Roland Hamm (Die Linke)

Roland Hamm

Wenn in Aalen nur so wenige Straßen einen weiblichen Namen tragen, entspricht das einem Gesellschaftsbild und Rollenverständnis, das wir schleunigst hinter uns lassen sollten. Die weibliche Hälfte unserer Stadtgeschichte geht leer aus! Hierbei handelt es sich keinesfalls um eine Petitesse. Nach Artikel 3 Absatz 2 des Grundgesetzes sind Männer und Frauen gleichberechtigt und dies muss sich endlich auch bei Straßen- und Platzbenennungen in Aalen niederschlagen. Erste positive Beispiele in der jüngeren Vergangenheit brauchen eine dynamische Fortsetzung mit überproportionaler Berücksichtigung von Frauennamen. Straßenschilder markieren öffentliches Gedenken und Wertschätzung. Das sollte dem Grundgesetz und der Leistung der weiblichen Mehrheit unserer Gesellschaft entsprechen. 

Dr. Philipp Frank (FDP/Freie Wähler)

Dr. Philipp Frank

209 Männernamen zu 24 Frauennamen: Aalen hat einiges nachzuholen. In der jüngeren Vergangenheit ist hierfür zurecht eine neue Sensibilität entstanden. Unsere schönsten Aalener Straßen und Plätze tragen aber bereits männliche Namen. Liberale sind keine Ideologen. Aber wenn wir es ernst meinen, dass die Frauen als Vorbilder sichtbar werden sollen, die sich in der Geschichte um unsere Stadt, unser Land, Wissenschaft, Politik und Gesellschaft verdient gemacht haben, können wir nicht nur mit kleinen Fußwegen und in Neubaugebieten anfangen, Straßennamen nach Frauen zu benennen, sondern müssen auch bestehende Plätze bei größeren Neugestaltungen nach Frauen benennen. Aalen sollte generell Persönlichkeiten ehren, die ihre Spuren in der Stadt hinterlassen und sich um die Stadt verdient gemacht haben.

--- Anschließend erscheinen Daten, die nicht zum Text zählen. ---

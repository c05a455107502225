//! Tests for the WASM-facing session and texture helpers.

use super::*;
use uvmap_projection::{Axis, ConfigError, Projection};

/// A fresh session carries the default cube with planar UVs.
#[test]
fn new_session_uses_defaults() {
    let session = UvSession::new();
    let mesh = session.mesh();

    assert_eq!(mesh.vertex_count(), 6534);
    assert_eq!(mesh.triangle_count(), 12288);
    assert_eq!(mesh.positions().len(), 6534 * 3);
    assert_eq!(mesh.normals().len(), 6534 * 3);
    assert_eq!(mesh.uvs().len(), 6534 * 2);
    assert_eq!(mesh.indices().len(), 12288 * 3);
    assert!(session.auto_rotate());
    assert!(session.repeat_texture());
    assert_eq!(session.tiling(), 1);
}

/// Shape changes bump the geometry version; projection changes only the UVs.
#[test]
fn versions_track_recomputation() {
    let mut session = UvSession::new();

    session.set_projection("cylindrical");
    assert_eq!(session.geometry_version(), 0);
    assert_eq!(session.uv_version(), 1);

    session.set_shape("sphere");
    assert_eq!(session.geometry_version(), 1);
    assert_eq!(session.uv_version(), 2);
    assert_eq!(session.mesh().vertex_count(), 4225);

    session.set_tiling(4);
    session.set_auto_rotate(false);
    assert_eq!(session.uv_version(), 2);
}

/// Unknown names fall back instead of failing.
#[test]
fn setters_fall_back_on_unknown_names() {
    let mut session = UvSession::new();
    session.set_projection("spherical");
    session.set_axis("x");

    session.set_projection("conical");
    session.set_axis("w");
    session.set_shape("torus");

    assert_eq!(session.config().projection, Projection::Planar);
    assert_eq!(session.config().axis, Axis::Z);
    assert_eq!(session.config().shape, uvmap_mesh::Shape::Cube);
}

/// Strict host helper reports the rejected name.
#[test]
fn strict_projection_setter_reports_errors() {
    let mut session = UvSession::new();
    let err = session.set_projection_strict("conical").unwrap_err();
    assert!(matches!(err, ConfigError::UnknownName { kind: "projection", .. }));
    assert!(session.set_projection_strict("Box").is_ok());
    assert_eq!(session.config().projection, Projection::Box);
}

/// Setters clamp to the control bounds.
#[test]
fn setters_clamp_values() {
    let mut session = UvSession::new();
    session.set_offsets(9.0, -9.0, 0.5);
    session.set_tiling(50);

    let config = session.config();
    assert_eq!(config.offset_x, 2.0);
    assert_eq!(config.offset_y, -2.0);
    assert_eq!(config.offset_z, 0.5);
    assert_eq!(config.tiling, 10);
}

/// JSON configuration replaces the whole state.
#[test]
fn apply_config_json_internal_updates_session() {
    let mut session = UvSession::new();
    session
        .apply_config_json_internal(
            r#"{"shape":"sphere","projection":"spherical","axis":"y","tiling":2,"repeatTexture":false}"#,
        )
        .expect("valid configuration");

    assert_eq!(session.config().projection, Projection::Spherical);
    assert_eq!(session.geometry_version(), 1);

    let mesh = session.mesh();
    let flagged = mesh.out_of_range().iter().filter(|&&f| f == 1).count();
    assert_eq!(flagged, session.out_of_range_count());
    assert!(flagged > 0);
}

/// Malformed JSON leaves the session untouched.
#[test]
fn apply_config_json_internal_rejects_invalid() {
    let mut session = UvSession::new();
    let err = session
        .apply_config_json_internal(r#"{"projection": 3}"#)
        .unwrap_err();
    assert!(matches!(err, ConfigError::Json(_)));
    assert_eq!(session.uv_version(), 0);
}

/// Tiling scales the sampling buffer only.
#[test]
fn sampling_uvs_follow_tiling() {
    let mut session = UvSession::new();
    session.set_tiling(3);
    let mesh = session.mesh();
    for (raw, sampled) in mesh.uvs().iter().zip(mesh.sampling_uvs()) {
        assert!((raw * 3.0 - sampled).abs() < 1e-5);
    }
}

/// Reset restores offsets, tiling and repeat.
#[test]
fn reset_mapping_restores_defaults() {
    let mut session = UvSession::new();
    session.set_projection("box");
    session.set_offsets(1.0, 1.0, 1.0);
    session.set_tiling(5);
    session.set_repeat_texture(false);

    session.reset_mapping();
    let config = session.config();
    assert_eq!(config.offsets(), glam::DVec3::ZERO);
    assert_eq!(config.tiling, 1);
    assert!(config.repeat_texture);
    assert_eq!(config.projection, Projection::Box);
}

/// Axis labels follow the blender toggle.
#[test]
fn axis_labels_follow_convention() {
    let mut session = UvSession::new();
    assert_eq!(session.axis_label("z"), "Depth");
    session.set_blender_mode(true);
    assert_eq!(session.axis_label("z"), "Up");
    assert_eq!(session.axis_label("y"), "Depth");
    assert!(session.summary().contains("Z-up"));
}

/// With repeat off the v = 1 edge is in range and shades from row A.
#[test]
fn unit_edge_shades_from_top_row() {
    let policy = uvmap_projection::SamplingPolicy::new(1, false);
    let texture = DiagnosticTexture::shared();
    let color = policy.shade(glam::DVec2::new(0.0, 1.0), |uv| {
        texture.sample_nearest(uv.x, uv.y)
    });
    assert_eq!(color, uvmap_texture::cell_color(0, 0));
    assert_ne!(color, uvmap_texture::cell_color(0, 7));
}

/// Texture exports have the expected sizes.
#[test]
fn texture_buffers_have_expected_size() {
    let size = texture_size() as usize;
    assert_eq!(diagnostic_texture_rgba().len(), size * size * 4);
}

/// The shader chunk carries the repeat switch and the diagnostic color.
#[test]
fn shader_chunk_uses_diagnostic_green() {
    let chunk = boundary_shader_chunk();
    assert!(!chunk.contains("uniform"));
    assert!(chunk.contains("uRepeat < 0.5"));
    assert!(chunk.contains("vec4(0.0, 1.0, 0.0, 1.0)"));
}
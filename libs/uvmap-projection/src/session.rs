//! # Projection Session
//!
//! Owns the current configuration and geometry, and applies configuration
//! changes as whole-buffer swaps.

use crate::boundary::SamplingPolicy;
use crate::engine::compute_uvs;
use crate::settings::ProjectionConfig;
use glam::DVec2;
use uvmap_mesh::Geometry;

/// What an [`ProjectionSession::apply`] call recomputed.
#[derive(Debug, Clone, Copy, PartialEq, Eq, Default)]
pub struct SessionUpdate {
    /// The shape changed and the geometry was rebuilt.
    pub geometry_regenerated: bool,
    /// The UV buffer was recomputed.
    pub uvs_recomputed: bool,
}

/// One logical viewer session.
///
/// The geometry always carries UVs matching the current configuration.
/// Updates build a complete replacement before touching `self`, so a reader
/// holding `&ProjectionSession` never sees a half-written buffer.
///
/// # Example
///
/// ```rust
/// use uvmap_projection::{Projection, ProjectionConfig, ProjectionSession, Shape};
///
/// let mut session = ProjectionSession::new(ProjectionConfig::default());
/// let update = session.apply(ProjectionConfig {
///     shape: Shape::Sphere,
///     projection: Projection::Spherical,
///     ..Default::default()
/// });
/// assert!(update.geometry_regenerated);
/// assert_eq!(session.geometry().uvs().len(), session.geometry().vertex_count());
/// ```
#[derive(Debug, Clone)]
pub struct ProjectionSession {
    config: ProjectionConfig,
    geometry: Geometry,
}

impl Default for ProjectionSession {
    fn default() -> Self {
        Self::new(ProjectionConfig::default())
    }
}

impl ProjectionSession {
    /// Generates the configured shape and projects it.
    pub fn new(config: ProjectionConfig) -> Self {
        let mut geometry = config.shape.generate();
        let uvs = compute_uvs(&geometry, &config);
        geometry.set_uvs(uvs);
        Self { config, geometry }
    }

    pub fn config(&self) -> &ProjectionConfig {
        &self.config
    }

    pub fn geometry(&self) -> &Geometry {
        &self.geometry
    }

    pub fn sampling_policy(&self) -> SamplingPolicy {
        self.config.sampling_policy()
    }

    /// Switches to `config`, recomputing only what it invalidates.
    ///
    /// A shape change regenerates the geometry. Projection, axis, offset or
    /// convention changes recompute the UV buffer. Tiling, repeat and
    /// auto-rotate changes only replace the stored configuration.
    pub fn apply(&mut self, config: ProjectionConfig) -> SessionUpdate {
        let mut update = SessionUpdate::default();

        if config.shape != self.config.shape {
            log::info!("Shape changed: {} -> {}", self.config.shape, config.shape);
            let mut geometry = config.shape.generate();
            let uvs = compute_uvs(&geometry, &config);
            geometry.set_uvs(uvs);
            self.geometry = geometry;
            update.geometry_regenerated = true;
            update.uvs_recomputed = true;
        } else if self.config.projection_differs(&config) {
            let uvs = compute_uvs(&self.geometry, &config);
            self.geometry.set_uvs(uvs);
            update.uvs_recomputed = true;
        }

        self.config = config;
        update
    }

    /// Restores offsets, tiling and repeat to their defaults.
    pub fn reset_mapping(&mut self) -> SessionUpdate {
        let mut config = self.config;
        config.reset_mapping();
        self.apply(config)
    }

    /// Raw UVs scaled by the tiling factor.
    pub fn sampling_uvs(&self) -> Vec<DVec2> {
        self.sampling_policy().sample_coords(self.geometry.uvs())
    }

    /// Per-vertex diagnostic flags under the current sampling policy.
    pub fn out_of_range_flags(&self) -> Vec<bool> {
        self.sampling_policy()
            .out_of_range_flags(self.geometry.uvs())
    }
}

#[cfg(test)]
mod tests {
    use super::*;
    use crate::settings::{Axis, Projection};
    use uvmap_mesh::Shape;

    #[test]
    fn test_new_session_has_uvs() {
        let session = ProjectionSession::default();
        assert_eq!(session.geometry().vertex_count(), 6534);
        assert_eq!(session.geometry().uvs().len(), 6534);
    }

    #[test]
    fn test_sampling_change_keeps_uvs() {
        let mut session = ProjectionSession::default();
        let before = session.geometry().uvs().to_vec();

        let update = session.apply(ProjectionConfig {
            tiling: 3,
            repeat_texture: false,
            auto_rotate: false,
            ..*session.config()
        });

        assert_eq!(update, SessionUpdate::default());
        assert_eq!(session.geometry().uvs(), before.as_slice());
        assert_eq!(session.config().tiling, 3);
    }

    #[test]
    fn test_projection_change_recomputes_uvs() {
        let mut session = ProjectionSession::default();
        let before = session.geometry().uvs().to_vec();

        let update = session.apply(ProjectionConfig {
            projection: Projection::Cylindrical,
            axis: Axis::Y,
            ..*session.config()
        });

        assert!(update.uvs_recomputed);
        assert!(!update.geometry_regenerated);
        assert_ne!(session.geometry().uvs(), before.as_slice());
    }

    #[test]
    fn test_shape_change_regenerates_geometry() {
        let mut session = ProjectionSession::default();
        let update = session.apply(ProjectionConfig {
            shape: Shape::Sphere,
            ..*session.config()
        });

        assert!(update.geometry_regenerated);
        assert_eq!(session.geometry().vertex_count(), 4225);
        assert_eq!(session.geometry().uvs().len(), 4225);
    }

    #[test]
    fn test_reset_mapping() {
        let mut session = ProjectionSession::new(ProjectionConfig {
            offset_x: 1.0,
            tiling: 4,
            repeat_texture: false,
            ..Default::default()
        });

        let update = session.reset_mapping();
        assert!(update.uvs_recomputed);
        assert_eq!(*session.config(), ProjectionConfig::default());
        assert_eq!(
            session.geometry().uvs(),
            ProjectionSession::default().geometry().uvs()
        );
    }

    #[test]
    fn test_sampling_uvs_follow_tiling() {
        let session = ProjectionSession::new(ProjectionConfig {
            tiling: 2,
            ..Default::default()
        });
        let raw = session.geometry().uvs();
        let scaled = session.sampling_uvs();
        assert_eq!(raw.len(), scaled.len());
        for (r, s) in raw.iter().zip(&scaled) {
            assert_eq!(*s, *r * 2.0);
        }
    }
}
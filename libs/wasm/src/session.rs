//! # UV Session
//!
//! JavaScript handle over a [`ProjectionSession`]. Setters take plain
//! strings and numbers straight from the control surface.

use crate::mesh_handle::MeshHandle;
use uvmap_mesh::Shape;
use uvmap_projection::{
    parse_lenient, parse_strict, Axis, ConfigResult, Projection, ProjectionConfig,
    ProjectionSession, SessionUpdate,
};
use wasm_bindgen::prelude::*;

/// One viewer session: current configuration plus its projected geometry.
///
/// Unknown shape, projection or axis names fall back to cube, planar and Z
/// with a logged warning. Offsets and tiling are clamped to the control
/// bounds.
///
/// # Example (JavaScript)
///
/// ```javascript
/// const session = new UvSession();
/// session.set_projection("spherical");
/// session.set_axis("y");
/// if (session.geometry_version !== lastGeometry) rebuildGeometry(session.mesh());
/// ```
#[wasm_bindgen]
#[derive(Debug, Clone)]
pub struct UvSession {
    inner: ProjectionSession,
    geometry_version: u32,
    uv_version: u32,
}

impl Default for UvSession {
    fn default() -> Self {
        Self::new()
    }
}

#[wasm_bindgen]
impl UvSession {
    /// Creates a session with the default configuration.
    #[wasm_bindgen(constructor)]
    pub fn new() -> UvSession {
        Self::with_config(ProjectionConfig::default())
    }

    /// Creates a session from a camelCase configuration object in JSON.
    ///
    /// # Errors
    /// Returns a JavaScript error when the JSON does not describe a
    /// configuration.
    pub fn from_config_json(json: &str) -> Result<UvSession, JsValue> {
        ProjectionConfig::from_json(json)
            .map(|config| Self::with_config(config.clamped()))
            .map_err(crate::to_js_error)
    }

    /// Incremented every time the geometry is regenerated.
    #[wasm_bindgen(getter)]
    pub fn geometry_version(&self) -> u32 {
        self.geometry_version
    }

    /// Incremented every time the UV buffer is recomputed.
    #[wasm_bindgen(getter)]
    pub fn uv_version(&self) -> u32 {
        self.uv_version
    }

    pub fn set_shape(&mut self, name: &str) {
        let shape = parse_lenient::<Shape>(name);
        self.update(|config| config.shape = shape);
    }

    pub fn set_projection(&mut self, name: &str) {
        let projection = parse_lenient::<Projection>(name);
        self.update(|config| config.projection = projection);
    }

    pub fn set_axis(&mut self, name: &str) {
        let axis = parse_lenient::<Axis>(name);
        self.update(|config| config.axis = axis);
    }

    pub fn set_offsets(&mut self, x: f64, y: f64, z: f64) {
        self.update(|config| {
            config.offset_x = x;
            config.offset_y = y;
            config.offset_z = z;
        });
    }

    pub fn set_tiling(&mut self, tiling: u32) {
        self.update(|config| config.tiling = tiling);
    }

    pub fn set_repeat_texture(&mut self, repeat: bool) {
        self.update(|config| config.repeat_texture = repeat);
    }

    pub fn set_blender_mode(&mut self, enabled: bool) {
        self.update(|config| config.alternate_convention = enabled);
    }

    pub fn set_auto_rotate(&mut self, enabled: bool) {
        self.update(|config| config.auto_rotate = enabled);
    }

    /// Restores offsets, tiling and repeat to their defaults.
    pub fn reset_mapping(&mut self) {
        let update = self.inner.reset_mapping();
        self.record(update);
    }

    /// Replaces the whole configuration from JSON.
    ///
    /// # Errors
    /// Returns a JavaScript error when the JSON does not describe a
    /// configuration; the session is left unchanged.
    pub fn apply_config_json(&mut self, json: &str) -> Result<(), JsValue> {
        self.apply_config_json_internal(json)
            .map_err(crate::to_js_error)
    }

    /// Current configuration as camelCase JSON.
    pub fn config_json(&self) -> Result<String, JsValue> {
        self.inner.config().to_json().map_err(crate::to_js_error)
    }

    #[wasm_bindgen(getter)]
    pub fn tiling(&self) -> u32 {
        self.inner.config().tiling
    }

    #[wasm_bindgen(getter)]
    pub fn repeat_texture(&self) -> bool {
        self.inner.config().repeat_texture
    }

    #[wasm_bindgen(getter)]
    pub fn auto_rotate(&self) -> bool {
        self.inner.config().auto_rotate
    }

    /// Text for the current-mode indicator.
    pub fn summary(&self) -> String {
        self.inner.config().summary().to_string()
    }

    /// Role of `axis` ("Side", "Up" or "Depth") under the active convention.
    pub fn axis_label(&self, axis: &str) -> String {
        parse_lenient::<Axis>(axis)
            .label(self.inner.config().convention())
            .to_string()
    }

    /// Snapshot of the current geometry and UV buffers.
    pub fn mesh(&self) -> MeshHandle {
        MeshHandle::from_geometry(self.inner.geometry(), self.inner.sampling_policy())
    }

    /// Number of vertices that sample the diagnostic color.
    pub fn out_of_range_count(&self) -> usize {
        self.inner
            .sampling_policy()
            .out_of_range_count(self.inner.geometry().uvs())
    }
}

impl UvSession {
    /// Creates a session for `config` as given.
    pub fn with_config(config: ProjectionConfig) -> Self {
        Self {
            inner: ProjectionSession::new(config),
            geometry_version: 0,
            uv_version: 0,
        }
    }

    pub fn config(&self) -> &ProjectionConfig {
        self.inner.config()
    }

    pub fn session(&self) -> &ProjectionSession {
        &self.inner
    }

    /// Host-side variant of [`UvSession::apply_config_json`] with Rust
    /// errors.
    pub fn apply_config_json_internal(&mut self, json: &str) -> ConfigResult<()> {
        let config = ProjectionConfig::from_json(json)?;
        let update = self.inner.apply(config.clamped());
        self.record(update);
        Ok(())
    }

    /// Host-side lookup of a name without the lenient fallback.
    pub fn set_projection_strict(&mut self, name: &str) -> ConfigResult<()> {
        let projection = parse_strict::<Projection>(name)?;
        self.update(|config| config.projection = projection);
        Ok(())
    }

    fn update(&mut self, edit: impl FnOnce(&mut ProjectionConfig)) {
        let mut config = *self.inner.config();
        edit(&mut config);
        let update = self.inner.apply(config.clamped());
        self.record(update);
    }

    fn record(&mut self, update: SessionUpdate) {
        if update.geometry_regenerated {
            self.geometry_version = self.geometry_version.wrapping_add(1);
        }
        if update.uvs_recomputed {
            self.uv_version = self.uv_version.wrapping_add(1);
        }
    }
}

Norbert Rehm (Aktive Bürger)

Norbert Rehm

Natürlich sollen mehr Straßen nach Frauen benannt werden. M/W/D soll aber nicht den Ausschlag geben. Es darf nur um die Sache gehen – nicht um Ideologie, nicht um das Geschlecht. Bis ein gewisses „Gleichgewicht“ erreicht ist, soll gelten: „Ladies first“. Wir brauchen aber die Akzeptanz bei den Bürgern. Auch hier ist die Beteiligung wichtig: Vorschläge einholen, diskutieren. Es soll nicht so weit kommen, dass wir Straßen nach den Eingemeindungen umbenennen, weil die Namen doppelt vorhanden waren – und wir jetzt – fast identische Namen für Straßen doppelt vergeben. Und das, nur weil ein Frauenname gesucht wird. Mitwirkung der Bürger schadet auch hier nicht. Kein Gemauschel im Kämmerlein und dann abnicken. Nicht alles, was bei Namensgebungen von OBs im Hinterzimmer durchgedrückt wurde, war richtig.

Die Straßenecke Edith-Stein-Weg / Friedrich-Ebert-Straße in Wasseralfingen auf dem Bürgle.